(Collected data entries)
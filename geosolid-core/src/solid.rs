//! Solid dimensions and mesh generation.
//!
//! Every solid is built centered at the origin with Y up. Prismatic solids
//! share one extrusion routine and pointed solids share one apex routine, so
//! the face winding is decided in exactly two places.

use std::f64::consts::{FRAC_PI_2, TAU};
use std::fmt;

use serde::{Deserialize, Serialize};
use tracing::instrument;

use crate::error::{GeometryError, Result};
use crate::geometry::{Point3D, Solid, SolidGeometry, SphereGeometry};
use crate::validation::validate_solid_dimensions;

/// Default number of sides used to approximate circles.
pub const DEFAULT_SEGMENTS: usize = 24;

/// Upper bound on circle segments; keeps mesh allocation bounded.
pub const MAX_SEGMENTS: usize = 1024;

#[derive(Debug, Clone, Copy, PartialEq, Serialize, Deserialize)]
pub struct CubeDimensions {
    #[serde(rename = "lado")]
    pub side: f64,
}

/// Box with `length` along X, `height` along Y and `width` along Z.
#[derive(Debug, Clone, Copy, PartialEq, Serialize, Deserialize)]
pub struct RectangularPrismDimensions {
    #[serde(rename = "largo")]
    pub length: f64,
    #[serde(rename = "ancho")]
    pub width: f64,
    #[serde(rename = "alto")]
    pub height: f64,
}

/// Upright prism over an isosceles triangle.
#[derive(Debug, Clone, Copy, PartialEq, Serialize, Deserialize)]
pub struct TriangularPrismDimensions {
    /// Length of the triangle's base side.
    #[serde(rename = "lado_base")]
    pub base_side: f64,
    /// Height of the triangle, measured from its base side.
    #[serde(rename = "altura_base")]
    pub base_height: f64,
    /// Height of the prism.
    #[serde(rename = "altura")]
    pub height: f64,
}

#[derive(Debug, Clone, Copy, PartialEq, Serialize, Deserialize)]
pub struct SquarePyramidDimensions {
    #[serde(rename = "lado_base")]
    pub base_side: f64,
    #[serde(rename = "altura")]
    pub height: f64,
}

/// Pyramid over an equilateral triangle.
#[derive(Debug, Clone, Copy, PartialEq, Serialize, Deserialize)]
pub struct TriangularPyramidDimensions {
    #[serde(rename = "lado_base")]
    pub base_side: f64,
    #[serde(rename = "altura")]
    pub height: f64,
}

#[derive(Debug, Clone, Copy, PartialEq, Serialize, Deserialize)]
pub struct CylinderDimensions {
    #[serde(rename = "radio")]
    pub radius: f64,
    #[serde(rename = "altura")]
    pub height: f64,
}

#[derive(Debug, Clone, Copy, PartialEq, Serialize, Deserialize)]
pub struct ConeDimensions {
    #[serde(rename = "radio")]
    pub radius: f64,
    #[serde(rename = "altura")]
    pub height: f64,
}

#[derive(Debug, Clone, Copy, PartialEq, Serialize, Deserialize)]
pub struct SphereDimensions {
    #[serde(rename = "radio")]
    pub radius: f64,
}

/// Dimensions of one solid, tagged by its kind.
///
/// The wire form is `{"tipo": "cubo", "lado": 100}`, matching the
/// identifiers the host application stores.
#[derive(Debug, Clone, Copy, PartialEq, Serialize, Deserialize)]
#[serde(tag = "tipo")]
pub enum SolidDimensions {
    #[serde(rename = "cubo")]
    Cube(CubeDimensions),
    #[serde(rename = "prisma_rectangular")]
    RectangularPrism(RectangularPrismDimensions),
    #[serde(rename = "prisma_triangular")]
    TriangularPrism(TriangularPrismDimensions),
    #[serde(rename = "piramide_cuadrada")]
    SquarePyramid(SquarePyramidDimensions),
    #[serde(rename = "piramide_triangular")]
    TriangularPyramid(TriangularPyramidDimensions),
    #[serde(rename = "cilindro")]
    Cylinder(CylinderDimensions),
    #[serde(rename = "cono")]
    Cone(ConeDimensions),
    #[serde(rename = "esfera")]
    Sphere(SphereDimensions),
}

impl SolidDimensions {
    pub fn kind(&self) -> SolidKind {
        match self {
            SolidDimensions::Cube(_) => SolidKind::Cube,
            SolidDimensions::RectangularPrism(_) => SolidKind::RectangularPrism,
            SolidDimensions::TriangularPrism(_) => SolidKind::TriangularPrism,
            SolidDimensions::SquarePyramid(_) => SolidKind::SquarePyramid,
            SolidDimensions::TriangularPyramid(_) => SolidKind::TriangularPyramid,
            SolidDimensions::Cylinder(_) => SolidKind::Cylinder,
            SolidDimensions::Cone(_) => SolidKind::Cone,
            SolidDimensions::Sphere(_) => SolidKind::Sphere,
        }
    }
}

/// The solid families, without their dimensions.
#[derive(Debug, Clone, Copy, PartialEq, Eq, Hash, Serialize, Deserialize)]
pub enum SolidKind {
    #[serde(rename = "cubo")]
    Cube,
    #[serde(rename = "prisma_rectangular")]
    RectangularPrism,
    #[serde(rename = "prisma_triangular")]
    TriangularPrism,
    #[serde(rename = "piramide_cuadrada")]
    SquarePyramid,
    #[serde(rename = "piramide_triangular")]
    TriangularPyramid,
    #[serde(rename = "cilindro")]
    Cylinder,
    #[serde(rename = "cono")]
    Cone,
    #[serde(rename = "esfera")]
    Sphere,
}

impl SolidKind {
    /// Whether the mesh approximates a circle and honors the segment count.
    pub fn is_curved(&self) -> bool {
        matches!(self, SolidKind::Cylinder | SolidKind::Cone)
    }
}

impl fmt::Display for SolidKind {
    fn fmt(&self, f: &mut fmt::Formatter<'_>) -> fmt::Result {
        let name = match self {
            SolidKind::Cube => "cubo",
            SolidKind::RectangularPrism => "prisma rectangular",
            SolidKind::TriangularPrism => "prisma triangular",
            SolidKind::SquarePyramid => "pirámide cuadrada",
            SolidKind::TriangularPyramid => "pirámide triangular",
            SolidKind::Cylinder => "cilindro",
            SolidKind::Cone => "cono",
            SolidKind::Sphere => "esfera",
        };
        f.write_str(name)
    }
}

/// Tessellation settings for the generator.
#[derive(Debug, Clone, Copy, PartialEq, Eq, Serialize, Deserialize)]
#[serde(default)]
pub struct GeneratorOptions {
    /// Sides of the polygon that stands in for a circle.
    pub segments: usize,
}

impl Default for GeneratorOptions {
    fn default() -> Self {
        Self {
            segments: DEFAULT_SEGMENTS,
        }
    }
}

/// Build the mesh (or sphere) for `dimensions`.
///
/// Dimensions are validated first; invalid input fails with
/// [`GeometryError::InvalidDimensions`] instead of producing a broken mesh.
#[instrument(skip_all, fields(solid = %dimensions.kind(), segments = options.segments))]
pub fn generate_solid(dimensions: &SolidDimensions, options: &GeneratorOptions) -> Result<Solid> {
    let kind = dimensions.kind();
    validate_solid_dimensions(dimensions).into_result(kind)?;
    if kind.is_curved() && !(3..=MAX_SEGMENTS).contains(&options.segments) {
        return Err(GeometryError::InvalidSegments(options.segments));
    }

    let mesh = match *dimensions {
        SolidDimensions::Cube(d) => rectangular_prism(d.side, d.side, d.side)?,
        SolidDimensions::RectangularPrism(d) => rectangular_prism(d.length, d.width, d.height)?,
        SolidDimensions::TriangularPrism(d) => triangular_prism(&d)?,
        SolidDimensions::SquarePyramid(d) => square_pyramid(&d)?,
        SolidDimensions::TriangularPyramid(d) => triangular_pyramid(&d)?,
        SolidDimensions::Cylinder(d) => cylinder(&d, options.segments)?,
        SolidDimensions::Cone(d) => cone(&d, options.segments)?,
        SolidDimensions::Sphere(d) => {
            return Ok(Solid::Sphere(SphereGeometry {
                center: Point3D::origin(),
                radius: d.radius,
            }))
        }
    };

    Ok(Solid::Mesh(mesh))
}

/// Box of the given extents.
///
/// Vertices 0-3 are the bottom corners and 4-7 the top corners, each ring
/// starting at (-x, -z) and running counter-clockwise seen from below:
/// (-x,-z), (+x,-z), (+x,+z), (-x,+z). Faces are bottom, top, then the
/// sides -Z, +X, +Z, -X.
pub fn rectangular_prism(length: f64, width: f64, height: f64) -> Result<SolidGeometry> {
    let (hx, hz) = (length / 2.0, width / 2.0);
    let ring = [(-hx, -hz), (hx, -hz), (hx, hz), (-hx, hz)];
    extrude(&ring, height)
}

fn triangular_prism(d: &TriangularPrismDimensions) -> Result<SolidGeometry> {
    extrude(&isosceles_triangle(d.base_side, d.base_height), d.height)
}

/// Square pyramid: base corners 0-3 in the same order as a box's bottom
/// ring, apex 4.
fn square_pyramid(d: &SquarePyramidDimensions) -> Result<SolidGeometry> {
    let h = d.base_side / 2.0;
    let ring = [(-h, -h), (h, -h), (h, h), (-h, h)];
    pyramid(&ring, d.height)
}

/// Tetrahedron over an equilateral base whose circumradius is `side / sqrt(3)`.
fn triangular_pyramid(d: &TriangularPyramidDimensions) -> Result<SolidGeometry> {
    let circumradius = d.base_side / 3f64.sqrt();
    pyramid(&regular_polygon(3, circumradius, -FRAC_PI_2), d.height)
}

fn cylinder(d: &CylinderDimensions, segments: usize) -> Result<SolidGeometry> {
    extrude(&regular_polygon(segments, d.radius, 0.0), d.height)
}

fn cone(d: &ConeDimensions, segments: usize) -> Result<SolidGeometry> {
    pyramid(&regular_polygon(segments, d.radius, 0.0), d.height)
}

/// `n` points on a circle in the XZ plane, counter-clockwise from `start`
/// (radians, measured from +X toward +Z).
fn regular_polygon(n: usize, radius: f64, start: f64) -> Vec<(f64, f64)> {
    (0..n)
        .map(|k| {
            let theta = start + TAU * k as f64 / n as f64;
            (radius * theta.cos(), radius * theta.sin())
        })
        .collect()
}

/// Isosceles triangle centered on its centroid, base side parallel to X.
fn isosceles_triangle(base: f64, height: f64) -> Vec<(f64, f64)> {
    vec![
        (-base / 2.0, -height / 3.0),
        (base / 2.0, -height / 3.0),
        (0.0, 2.0 * height / 3.0),
    ]
}

/// Extrude a base ring along Y.
///
/// `ring` must be counter-clockwise in (x, z). Bottom ring is `0..n`, top
/// ring `n..2n`. The bottom face keeps ring order (CCW from below), the top
/// face reverses it, and side `i` is `[i, n+i, n+j, j]` with `j = i+1 mod n`.
/// Edges: bottom ring, top ring, then verticals.
fn extrude(ring: &[(f64, f64)], height: f64) -> Result<SolidGeometry> {
    let n = ring.len();
    let hy = height / 2.0;

    let mut vertices = Vec::with_capacity(2 * n);
    vertices.extend(ring.iter().map(|&(x, z)| Point3D::new(x, -hy, z)));
    vertices.extend(ring.iter().map(|&(x, z)| Point3D::new(x, hy, z)));

    let mut faces = Vec::with_capacity(n + 2);
    faces.push((0..n).collect());
    faces.push((n..2 * n).rev().collect());
    for i in 0..n {
        let j = (i + 1) % n;
        faces.push(vec![i, n + i, n + j, j]);
    }

    let mut edges = Vec::with_capacity(3 * n);
    edges.extend((0..n).map(|i| (i, (i + 1) % n)));
    edges.extend((0..n).map(|i| (n + i, n + (i + 1) % n)));
    edges.extend((0..n).map(|i| (i, n + i)));

    SolidGeometry::new(vertices, faces, edges)
}

/// Close a base ring to a single apex above it.
///
/// Ring is `0..n` at the bottom, apex is `n`. Base face keeps ring order;
/// side `i` is `[i, n, j]`. Edges: base ring, then slants to the apex.
fn pyramid(ring: &[(f64, f64)], height: f64) -> Result<SolidGeometry> {
    let n = ring.len();
    let hy = height / 2.0;

    let mut vertices = Vec::with_capacity(n + 1);
    vertices.extend(ring.iter().map(|&(x, z)| Point3D::new(x, -hy, z)));
    vertices.push(Point3D::new(0.0, hy, 0.0));

    let mut faces = Vec::with_capacity(n + 1);
    faces.push((0..n).collect());
    for i in 0..n {
        faces.push(vec![i, n, (i + 1) % n]);
    }

    let mut edges = Vec::with_capacity(2 * n);
    edges.extend((0..n).map(|i| (i, (i + 1) % n)));
    edges.extend((0..n).map(|i| (i, n)));

    SolidGeometry::new(vertices, faces, edges)
}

→ **EXERCISE AIM**
When the word "counter" shows up in a line of the entries, report that line.

→ **RESPONSE TO THIS TASK**
/// starting at (-x, -z) and running counter-clockwise seen from below:
/// `n` points on a circle in the XZ plane, counter-clockwise from `start`
/// `ring` must be counter-clockwise in (x, z). Bottom ring is `0..n`, top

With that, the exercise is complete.